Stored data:
◇ ◇ ◇ ◇
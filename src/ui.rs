use ratatui::Frame;

use crate::app::App;
use crate::overlays::{render_error_overlay, render_help_overlay};

/// Draws the board and whatever overlay is up. The error overlay goes
/// last so it stays on top when several are open at once.
pub fn render(frame: &mut Frame, app: &mut App) {
    let area = frame.area();
    let drag = app.drag.filter(|drag| drag.moved);
    app.panel.render(frame, area, &app.board, drag);

    if app.help_visible {
        render_help_overlay(frame, &app.panel.shortcuts());
    }
    if let Some(ref input) = app.input {
        input.render(frame);
    }
    if let Some(ref message) = app.error {
        render_error_overlay(frame, message);
    }
}
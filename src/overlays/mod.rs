mod error;
mod help;
mod task_input;
mod util;

pub use error::render_error_overlay;
pub use help::render_help_overlay;
pub use task_input::{TaskInputAction, TaskInputOverlay};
◇ ◇ ◇ ◇
ABOUT THIS TASK: Copy out each line of the records where the word "crate" appears.

REPLY TO THE EXERCISE:
use crate::app::App;
use crate::overlays::{render_error_overlay, render_help_overlay};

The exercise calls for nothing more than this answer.